TASK DESCRIPTION ▸ The answer must be every line of the data that holds the word "browser".

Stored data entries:
———

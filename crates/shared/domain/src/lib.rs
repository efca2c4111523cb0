//! # Domain Models
//!
//! Pure data for the mushroom classifier: configuration sections, the closed
//! single-letter code sets of the dataset, and the HTTP payloads.
//! Keep it lean: no I/O, networking, or model logic, just data and validation.

pub mod api;
pub mod config;
pub mod constants;
pub mod error;
pub mod mushroom;
pub mod registry;

pub use error::{DomainError, DomainErrorExt};
use crate::constants::DEFAULT_MODEL_FILE;
use serde::Deserialize;
use std::net::{IpAddr, Ipv4Addr};
use std::ops::{Deref, DerefMut};
use std::path::PathBuf;
use std::sync::Arc;

/// Top-level service configuration.
#[derive(Default, Debug, Clone, Deserialize)]
#[serde(default)]
pub struct ApiConfigInner {
    pub server: ServerConfig,
    pub cors: CorsConfig,
    pub model: ModelConfig,
    pub training: TrainingConfig,
    pub logging: LoggingConfig,
}

/// Thin Arc-wrapped config for inexpensive cloning into subsystems.
#[derive(Default, Debug, Clone, Deserialize)]
pub struct ApiConfig {
    #[serde(flatten, default)]
    inner: Arc<ApiConfigInner>,
}

impl Deref for ApiConfig {
    type Target = ApiConfigInner;

    fn deref(&self) -> &Self::Target {
        &self.inner
    }
}

impl DerefMut for ApiConfig {
    fn deref_mut(&mut self) -> &mut ApiConfigInner {
        Arc::make_mut(&mut self.inner)
    }
}

/// HTTP server configuration.
#[derive(Debug, Clone, Deserialize)]
#[serde(default)]
pub struct ServerConfig {
    pub address: IpAddr,
    pub port: u16,
    /// Maximum accepted request body, applies to dataset uploads.
    pub upload_limit_mb: usize,
}

/// Cross-origin policy for browser clients.
#[derive(Debug, Clone, Deserialize)]
#[serde(default)]
pub struct CorsConfig {
    pub allowed_origins: Vec<String>,
}

/// Block compression applied to persisted blobs.
#[derive(Debug, Clone, Copy, Default, Eq, PartialEq, Deserialize)]
#[serde(rename_all = "lowercase")]
pub enum Compression {
    #[default]
    None,
    Lz4,
}

/// Where and how the trained artifact is persisted.
#[derive(Debug, Clone, Deserialize)]
#[serde(default)]
pub struct ModelConfig {
    pub path: PathBuf,
    pub compression: Compression,
}

/// Training hyperparameters and preprocessing knobs.
#[derive(Debug, Clone, Deserialize)]
#[serde(default)]
pub struct TrainingConfig {
    /// Columns with a smaller non-missing fraction are dropped before collapsing.
    pub completeness_threshold: f64,
    /// Datasets larger than this are down-sampled.
    pub max_rows: usize,
    pub seed: u64,
    /// Fraction of prepared rows held out from fitting.
    pub test_size: f64,
    pub n_trees: usize,
    pub min_samples_split: usize,
    pub max_depth: Option<usize>,
    /// Run the cross-validated grid search before the final fit.
    pub search: bool,
    pub cv_folds: usize,
}

#[derive(Debug, Clone, Deserialize)]
#[serde(default)]
pub struct LoggingConfig {
    pub level: String,
    pub directory: Option<PathBuf>,
    /// Emit JSON lines to the log files.
    pub json: bool,
    pub max_files: usize,
    /// Extra `EnvFilter` directives, e.g. `spore_ml=debug`.
    pub filter: Option<String>,
}

// --- Default ---

impl Default for ServerConfig {
    fn default() -> Self {
        Self { address: IpAddr::V4(Ipv4Addr::UNSPECIFIED), port: 8000, upload_limit_mb: 64 }
    }
}

impl Default for CorsConfig {
    fn default() -> Self {
        Self {
            allowed_origins: vec!["http://localhost".to_owned(), "http://localhost:8000".to_owned()],
        }
    }
}

impl Default for ModelConfig {
    fn default() -> Self {
        Self { path: PathBuf::from(DEFAULT_MODEL_FILE), compression: Compression::None }
    }
}

impl Default for TrainingConfig {
    fn default() -> Self {
        Self {
            completeness_threshold: 0.7,
            max_rows: 12_000,
            seed: 42,
            test_size: 0.25,
            n_trees: 150,
            min_samples_split: 10,
            max_depth: None,
            search: false,
            cv_folds: 5,
        }
    }
}

impl Default for LoggingConfig {
    fn default() -> Self {
        Self { level: "info".to_owned(), directory: None, json: false, max_files: 10, filter: None }
    }
}
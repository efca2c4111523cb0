//! HTTP plumbing shared by every slice.

mod error;
mod extract;
mod health;
mod model;
pub mod router;
mod state;

pub use error::{ApiError, ApiErrorExt};
pub use extract::{ValidJson, ValidQuery};
pub use health::HealthResponse;
pub use model::ModelSlot;
pub use state::{ApiState, ApiStateBuilder, ApiStateError, ApiStateInner};
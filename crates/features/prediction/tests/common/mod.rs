#![allow(dead_code)]

use spore_domain::config::TrainingConfig;
use spore_domain::mushroom::{
    CapShape, CapSurface, Color, GillAttachment, Habitat, MushroomRecord, Presence, RingType, Season,
};
use spore_ml::{ModelTrainer, TrainedArtifact};

pub fn artifact() -> TrainedArtifact {
    let mut rows = vec![
        "class,cap-diameter,cap-shape,cap-surface,cap-color,does-bruise-or-bleed,gill-attachment,gill-color,stem-height,stem-width,stem-color,has-ring,ring-type,habitat,season".to_owned(),
    ];
    for i in 0..40 {
        let jitter = f64::from(i % 5) * 0.2;
        rows.push(if i % 2 == 0 {
            format!("p,{:.1},x,g,o,f,e,w,{:.1},{:.1},w,t,g,d,w", 15.0 + jitter, 16.0 + jitter, 17.0 + jitter)
        } else {
            format!("e,{:.1},f,s,n,t,a,n,{:.1},{:.1},n,f,f,g,s", 3.0 + jitter, 4.0 + jitter, 5.0 + jitter)
        });
    }
    let config = TrainingConfig { n_trees: 15, min_samples_split: 2, ..TrainingConfig::default() };
    ModelTrainer::new(config).fit_csv(rows.join("\n").as_bytes()).unwrap()
}

/// Large orange woodland mushroom, the poisonous side of [`artifact`]'s data.
pub fn poisonous() -> MushroomRecord {
    MushroomRecord {
        cap_shape: CapShape::Convex,
        cap_surface: CapSurface::Grooves,
        cap_color: Color::Orange,
        does_bruise_or_bleed: Presence::No,
        gill_attachment: GillAttachment::Free,
        gill_color: Color::White,
        stem_color: Color::White,
        has_ring: Presence::Yes,
        ring_type: RingType::Grooved,
        habitat: Habitat::Woods,
        season: Season::Winter,
        cap_diameter: 15.26,
        stem_height: 16.95,
        stem_width: 17.09,
    }
}

pub fn edible() -> MushroomRecord {
    MushroomRecord {
        cap_shape: CapShape::Flat,
        cap_surface: CapSurface::Smooth,
        cap_color: Color::Brown,
        does_bruise_or_bleed: Presence::Yes,
        gill_attachment: GillAttachment::Adnate,
        gill_color: Color::Brown,
        stem_color: Color::Brown,
        has_ring: Presence::No,
        ring_type: RingType::NoRing,
        habitat: Habitat::Grasses,
        season: Season::Spring,
        cap_diameter: 3.2,
        stem_height: 4.1,
        stem_width: 5.3,
    }
}

/// Query string of one record, as a browser form would send it.
pub fn query(record: &MushroomRecord) -> String {
    format!(
        "cap_shape={}&cap_surface={}&cap_color={}&does_bruise_or_bleed={}&gill_attachment={}\
         &gill_color={}&stem_color={}&has_ring={}&ring_type={}&habitat={}&season={}\
         &cap_diameter={}&stem_height={}&stem_width={}",
        record.cap_shape.code(),
        record.cap_surface.code(),
        record.cap_color.code(),
        record.does_bruise_or_bleed.code(),
        record.gill_attachment.code(),
        record.gill_color.code(),
        record.stem_color.code(),
        record.has_ring.code(),
        record.ring_type.code(),
        record.habitat.code(),
        record.season.code(),
        record.cap_diameter,
        record.stem_height,
        record.stem_width,
    )
}
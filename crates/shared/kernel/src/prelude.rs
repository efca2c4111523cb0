pub use crate::config::load_config;
pub use spore_domain::config::ApiConfig;

#[cfg(feature = "server")]
pub use crate::server::{ApiError, ApiState, ModelSlot, ValidJson, ValidQuery};
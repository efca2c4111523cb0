//! Deterministic raw-table → model-ready table transformation.
//!
//! Step order is fixed:
//! 1. drop rows missing any continuous attribute,
//! 2. down-sample to `max_rows` with a seeded RNG when larger (training only),
//! 3. drop `id`,
//! 4. drop columns below the completeness threshold,
//! 5. collapse every categorical column to its allow-list plus sentinel,
//! 6. compute `mushroom_area` and drop the raw continuous columns.

use crate::error::TrainError;
use crate::frame::{ColumnValues, RawFrame};
use crate::schema::{CONTINUOUS_COLUMNS, CategoricalFeature, ID_COLUMN, LABEL_COLUMN};
use rand::SeedableRng;
use rand::rngs::StdRng;
use serde::{Deserialize, Serialize};
use spore_domain::config::TrainingConfig;
use std::f64::consts::PI;
use tracing::debug;

/// Output of [`FeaturePreparer::prepare`]: the static schema, row-aligned.
#[derive(Debug, Clone, Default, PartialEq)]
pub struct PreparedTable {
    /// One entry per row, ordered as [`CategoricalFeature::ALL`].
    pub categories: Vec<[&'static str; 11]>,
    pub area: Vec<f64>,
    /// Raw `class` cells, present only when the input carried a label column.
    pub labels: Option<Vec<Option<String>>>,
}

impl PreparedTable {
    #[must_use]
    pub fn len(&self) -> usize {
        self.area.len()
    }

    #[must_use]
    pub fn is_empty(&self) -> bool {
        self.area.is_empty()
    }

    /// Keeps only the given rows, in the given order.
    #[must_use]
    pub fn select(&self, rows: &[usize]) -> Self {
        Self {
            categories: rows.iter().map(|&r| self.categories[r]).collect(),
            area: rows.iter().map(|&r| self.area[r]).collect(),
            labels: self.labels.as_ref().map(|l| rows.iter().map(|&r| l[r].clone()).collect()),
        }
    }
}

/// `π·(d/2)² + h·w`, rounded to two decimals.
#[must_use]
pub fn mushroom_area(cap_diameter: f64, stem_height: f64, stem_width: f64) -> f64 {
    let area = PI * (cap_diameter / 2.0).powi(2) + stem_height * stem_width;
    (area * 100.0).round() / 100.0
}

#[derive(Debug, Clone, Copy, PartialEq, Serialize, Deserialize)]
pub struct FeaturePreparer {
    completeness_threshold: f64,
    /// `None` disables down-sampling, which inference relies on to keep N rows in, N rows out.
    max_rows: Option<usize>,
    seed: u64,
}

impl Default for FeaturePreparer {
    fn default() -> Self {
        Self::from_config(&TrainingConfig::default())
    }
}

impl FeaturePreparer {
    #[must_use]
    pub const fn new(completeness_threshold: f64, max_rows: Option<usize>, seed: u64) -> Self {
        Self { completeness_threshold, max_rows, seed }
    }

    #[must_use]
    pub const fn from_config(config: &TrainingConfig) -> Self {
        Self::new(config.completeness_threshold, Some(config.max_rows), config.seed)
    }

    /// Same transform without down-sampling.
    #[must_use]
    pub const fn for_inference(self) -> Self {
        Self { max_rows: None, ..self }
    }

    /// Runs the preparation steps on `frame`.
    ///
    /// # Errors
    /// * [`TrainError::MissingColumn`] when a continuous or categorical column is absent
    ///   (never supplied, or removed by the completeness filter).
    /// * [`TrainError::EmptyDataset`] when no row survives the continuous-attribute filter.
    pub fn prepare(&self, frame: &RawFrame) -> Result<PreparedTable, TrainError> {
        for name in CONTINUOUS_COLUMNS {
            frame.require(name)?;
        }

        let complete_rows: Vec<usize> = (0..frame.rows())
            .filter(|&row| {
                CONTINUOUS_COLUMNS
                    .iter()
                    .filter_map(|name| frame.column(name))
                    .all(|c| !c.values.is_missing(row))
            })
            .collect();
        if complete_rows.is_empty() {
            return Err(TrainError::EmptyDataset {
                message: format!(
                    "no row has all of {} ({} rows read)",
                    CONTINUOUS_COLUMNS.join(", "),
                    frame.rows()
                )
                .into(),
                context: None,
            });
        }

        let rows = self.sample(complete_rows);
        let mut frame = frame.select_rows(&rows);

        frame.drop_column(ID_COLUMN);
        let dropped = frame.drop_incomplete(self.completeness_threshold);
        if !dropped.is_empty() {
            debug!(?dropped, threshold = self.completeness_threshold, "Dropped incomplete columns");
        }

        let mut categories = vec![[""; 11]; frame.rows()];
        for (slot, feature) in CategoricalFeature::ALL.iter().enumerate() {
            let column = frame.require(feature.column())?;
            for (row, cells) in categories.iter_mut().enumerate() {
                cells[slot] = match &column.values {
                    ColumnValues::Text(values) => feature.collapse(values[row].as_deref()),
                    ColumnValues::Number(_) => feature.sentinel(),
                };
            }
        }

        let [diameter, height, width] = CONTINUOUS_COLUMNS.map(|name| numbers(&frame, name));
        let (diameter, height, width) = (diameter?, height?, width?);
        let area = (0..frame.rows())
            .map(|row| {
                mushroom_area(
                    diameter[row].unwrap_or_default(),
                    height[row].unwrap_or_default(),
                    width[row].unwrap_or_default(),
                )
            })
            .collect();

        let labels = frame.column(LABEL_COLUMN).map(|c| match &c.values {
            ColumnValues::Text(values) => values.clone(),
            ColumnValues::Number(values) => values.iter().map(|v| v.map(|n| n.to_string())).collect(),
        });

        Ok(PreparedTable { categories, area, labels })
    }

    fn sample(&self, rows: Vec<usize>) -> Vec<usize> {
        match self.max_rows {
            Some(max) if rows.len() > max => {
                let mut rng = StdRng::seed_from_u64(self.seed);
                let mut picked = rand::seq::index::sample(&mut rng, rows.len(), max).into_vec();
                picked.sort_unstable();
                debug!(from = rows.len(), to = max, seed = self.seed, "Down-sampled dataset");
                picked.into_iter().map(|i| rows[i]).collect()
            },
            _ => rows,
        }
    }
}

fn numbers<'a>(frame: &'a RawFrame, name: &str) -> Result<&'a [Option<f64>], TrainError> {
    match &frame.require(name)?.values {
        ColumnValues::Number(values) => Ok(values),
        ColumnValues::Text(_) => {
            Err(TrainError::Parse { message: format!("column '{name}' is not numeric").into(), context: None })
        },
    }
}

———

WRITTEN ANSWER ▸
/// Cross-origin policy for browser clients.
/// Query string of one record, as a browser form would send it.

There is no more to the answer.